In the early 1960s, George Falconer (Colin Firth) is a 50-year-old English professor still recovering from the loss of his love. Jim (Matthew Goode) and George had been together for over 16 years, that is, until Jim died in a car accident one rainy night. George has never fully recovered since that awful night. He doesn’t intend to waste any more time waiting for a reunion; at the end of the day, he will kill himself. He lays out his suit, empties his safety deposit box, and writes letters to his remaining friends and family. This will be George Falconer’s last day in Los Angeles, but perhaps in the meantime he’ll discover more reasons to give life another chance.

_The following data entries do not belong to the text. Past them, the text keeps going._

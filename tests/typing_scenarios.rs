// End-to-end behaviour of a typing session through the public API only.

use std::time::{Duration, SystemTime};

use fingerwise::{
    keyboard::{Finger, Hand},
    metrics::{calculate_accuracy, calculate_wpm},
    session::{KeyInput, TypingSession},
};

fn at(ms: u64) -> SystemTime {
    SystemTime::UNIX_EPOCH + Duration::from_secs(1_000) + Duration::from_millis(ms)
}

fn type_str(mut session: TypingSession, s: &str, start_ms: u64, step_ms: u64) -> TypingSession {
    for (i, c) in s.chars().enumerate() {
        session = session.on_character(KeyInput::Char(c), at(start_ms + i as u64 * step_ms));
    }
    session
}

#[test]
fn perfect_run_over_two_words() {
    // "the cat" is 7 characters; 12 seconds from first to last keystroke
    let session = TypingSession::from_words(["the", "cat"]);
    let session = type_str(session, "the cat", 0, 2_000);

    assert!(session.is_complete());
    assert_eq!(session.cursor(), 7);
    let progress = session.progress();
    assert_eq!((progress.words_completed, progress.total_words), (2, 2));

    let stats = session.display_stats(at(60_000));
    assert_eq!(stats.elapsed_ms, 12_000);
    assert_eq!(stats.accuracy, 100);
    assert_eq!(stats.gross_wpm, calculate_wpm(7, 12_000.0).unwrap());
    assert_eq!(stats.gross_wpm, 7);
}

#[test]
fn mistakes_lower_net_speed_and_accuracy() {
    let session = TypingSession::from_words(["ab", "cd"]);
    let session = type_str(session, "ab xd", 0, 1_000);

    assert!(session.is_complete());
    assert_eq!(session.log().get(3), Some(false));
    assert_eq!(session.timing().error_count(), 1);

    let stats = session.display_stats(at(4_000));
    assert_eq!(stats.accuracy, calculate_accuracy(5, 1).unwrap());
    assert_eq!(stats.accuracy, 80);
    assert!(stats.net_wpm < stats.gross_wpm);
}

#[test]
fn wrong_space_still_advances() {
    let session = TypingSession::from_words(["ab", "cd"]);
    let session = type_str(session, "abx", 0, 100);

    assert_eq!(session.cursor(), 3);
    assert_eq!(session.log().get(2), Some(false));
    assert_eq!(session.progress().words_completed, 1);
    assert_eq!(session.expected_char(), Some('c'));
}

#[test]
fn backspace_across_a_word_boundary() {
    let session = TypingSession::from_words(["ab", "cd"]);
    let session = type_str(session, "ab c", 0, 100);
    assert_eq!(session.progress().words_completed, 2);

    let session = session
        .on_character(KeyInput::Backspace, at(500))
        .on_character(KeyInput::Backspace, at(600));
    assert_eq!(session.cursor(), 2);
    assert_eq!(session.log().len(), 2);
    assert_eq!(session.progress().words_completed, 1);
    // counters only ever grow
    assert_eq!(session.timing().character_count(), 4);
}

#[test]
fn input_after_completion_changes_nothing() {
    let done = type_str(TypingSession::from_words(["go"]), "go", 0, 100);
    assert!(done.is_complete());

    let after = done
        .clone()
        .on_character(KeyInput::Char('x'), at(5_000))
        .on_character(KeyInput::Backspace, at(6_000));
    assert_eq!(after, done);
}

#[test]
fn raw_input_is_classified() {
    assert_eq!(KeyInput::parse("a"), KeyInput::Char('a'));
    assert_eq!(KeyInput::parse(" "), KeyInput::Char(' '));
    assert_eq!(KeyInput::parse("Backspace"), KeyInput::Backspace);
    assert_eq!(KeyInput::parse("Shift"), KeyInput::Ignored);
    assert_eq!(KeyInput::parse(""), KeyInput::Ignored);

    let session = TypingSession::from_words(["hi"]).on_character(KeyInput::parse("Enter"), at(0));
    assert_eq!(session.cursor(), 0);
    assert!(session.timing().start_time().is_none());
}

#[test]
fn next_key_follows_the_cursor() {
    let session = TypingSession::from_words(["fj"]);
    let next = session.next_key().unwrap();
    assert_eq!(next.key, 'f');
    let placement = next.placement.unwrap();
    assert_eq!((placement.hand, placement.finger), (Some(Hand::Left), Finger::Index));

    let session = session.on_character(KeyInput::Char('f'), at(0));
    let placement = session.next_key().unwrap().placement.unwrap();
    assert_eq!(placement.hand, Some(Hand::Right));

    let session = session.on_character(KeyInput::Char('j'), at(100));
    assert_eq!(session.next_key(), None);
}
use std::sync::mpsc::{self, Receiver, RecvTimeoutError};
use std::time::Duration;

use crossterm::event::{self, Event as CtEvent, KeyCode, KeyEvent, KeyEventKind, KeyModifiers};

use crate::session::KeyInput;

/// Unified event type consumed by the app loop
#[derive(Clone, Debug)]
pub enum AppEvent {
    Key(KeyEvent),
    Resize,
    Tick,
}

/// What a key press asks the app to do.
#[derive(Clone, Copy, Debug, PartialEq, Eq)]
pub enum Command {
    Input(KeyInput),
    SwitchMode,
    Restart,
    RetryFetch,
    Quit,
}

impl Command {
    pub fn from_key(key: KeyEvent) -> Option<Self> {
        if key.kind == KeyEventKind::Release {
            return None;
        }

        let ctrl = key.modifiers.contains(KeyModifiers::CONTROL);
        match key.code {
            KeyCode::Esc => Some(Command::Quit),
            KeyCode::Char('c') if ctrl => Some(Command::Quit),
            KeyCode::Char('r') if ctrl => Some(Command::RetryFetch),
            KeyCode::Char('n') if ctrl => Some(Command::Restart),
            KeyCode::Right => Some(Command::Restart),
            KeyCode::Tab => Some(Command::SwitchMode),
            KeyCode::Backspace => Some(Command::Input(KeyInput::Backspace)),
            KeyCode::Char(_) if ctrl || key.modifiers.contains(KeyModifiers::ALT) => None,
            KeyCode::Char(c) => Some(Command::Input(KeyInput::from(c))),
            _ => None,
        }
    }
}

/// Source of terminal events (keyboard, resize)
pub trait EventSource: Send + 'static {
    /// Wait up to `timeout` for the next event.
    fn recv_timeout(&self, timeout: Duration) -> Result<AppEvent, RecvTimeoutError>;
}

/// Production event source: a reader thread forwarding crossterm events
pub struct CrosstermEventSource {
    rx: Receiver<AppEvent>,
}

impl CrosstermEventSource {
    pub fn new() -> Self {
        let (tx, rx) = mpsc::channel();

        std::thread::spawn(move || loop {
            let forwarded = match event::read() {
                Ok(CtEvent::Key(key)) => tx.send(AppEvent::Key(key)),
                Ok(CtEvent::Resize(_, _)) => tx.send(AppEvent::Resize),
                Ok(_) => Ok(()),
                Err(err) => {
                    tracing::error!(%err, "terminal event read failed");
                    break;
                }
            };
            if forwarded.is_err() {
                break;
            }
        });

        Self { rx }
    }
}

impl Default for CrosstermEventSource {
    fn default() -> Self {
        Self::new()
    }
}

impl EventSource for CrosstermEventSource {
    fn recv_timeout(&self, timeout: Duration) -> Result<AppEvent, RecvTimeoutError> {
        self.rx.recv_timeout(timeout)
    }
}

/// Event source fed by a test through a channel
pub struct TestEventSource {
    rx: Receiver<AppEvent>,
}

impl TestEventSource {
    pub fn new(rx: Receiver<AppEvent>) -> Self {
        Self { rx }
    }
}

impl EventSource for TestEventSource {
    fn recv_timeout(&self, timeout: Duration) -> Result<AppEvent, RecvTimeoutError> {
        self.rx.recv_timeout(timeout)
    }
}

/// Advances the app one event at a time, yielding a tick when the source is
/// quiet for a whole tick interval.
pub struct Runner<E: EventSource> {
    event_source: E,
    tick: Duration,
}

impl<E: EventSource> Runner<E> {
    pub fn new(event_source: E, tick: Duration) -> Self {
        Self { event_source, tick }
    }

    pub fn step(&self) -> AppEvent {
        match self.event_source.recv_timeout(self.tick) {
            Ok(ev) => ev,
            Err(RecvTimeoutError::Timeout) | Err(RecvTimeoutError::Disconnected) => AppEvent::Tick,
        }
    }
}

Ford comes from the world of high fashion and here he proves that he should be taken seriously as a filmmaker. He has a sumptuous eye for visuals. A Single Man looks great in every scene. The costumes and period details are impeccable and may even give the historical consultants from Mad Men some due pause. The cinematography by Eduard Grau can become irritating because the colors go from drab to vibrant, reflecting the main character’s changing moods (lifted spirits = brighter colors!). At first it’s a neat visual gimmick but as it persists it becomes a crude blinking light, inelegantly summing up what the movie feels it cannot communicate. At times it just feels like piling on. I don’t need the color to drain from the screen to understand that George is sad.
Ford’s adaptation skills, on the other hand, could use some more polish. He and David Scearce spent years adapting the 1964 novel by Christopher Isherwood. They even added the whole suicide angle, which becomes their narrative crutch. There is a refreshingly funny sequence where George tries to act out his suicide position and goes from the shower to his bed, finally deciding upon shooting himself inside a zipped sleeping bag to cover the ensuing mess. This little five-minute stretch is like an oasis of humor in the super serious desert that is the rest of the film. The second half of the film is dominated by a will-he-or-won’t-he flirtation with a good-looking lithe college student (Nicholas Hoult, the boy all grown up from About a Boy). The kid shows definite interest. The romantic angle syncs up with George’s lost love and proves to be a welcomed distraction to George’s dejection. However, their connection is extremely thin, with Hoult making flirty eyes and inquisitively tilting his head for an hour. The romantic story exists as a means of making sure the narrative can mend George’s broken heart.
The story meanders for too long with a few revealing flashbacks, but honestly how hard is it to wring pathos from a suicidal man? How hard is it to write a middle-aged man taking stock of his life, getting his affairs in order, and saying his fuzzy goodbyes to people who don?t realize the significance. Everything gains magnitude under that prism; every pause, every inhalation, every wistful glance becomes riddled with deeper subtextual meaning, or so we are lead to believe. Every moment can unlock a new memory or secret, like when he sniffs a stranger’s dog and recalls his former beloved pet he shared with Jim. Under this guide, it is hard to tell whether the movie is doing any actual dramatic lifting. So much is supposed to be interpreted in the blankness, which the audience is entrusted to craft meaning to the character’s nostalgic pit stops. “Oh, he must be taking in the scent of the ocean one last time,” or, “Oh, he must be thinking about… something. But he’s gotta definitely be thinking about something. Something deep.” Can you see how this might get tedious after a while?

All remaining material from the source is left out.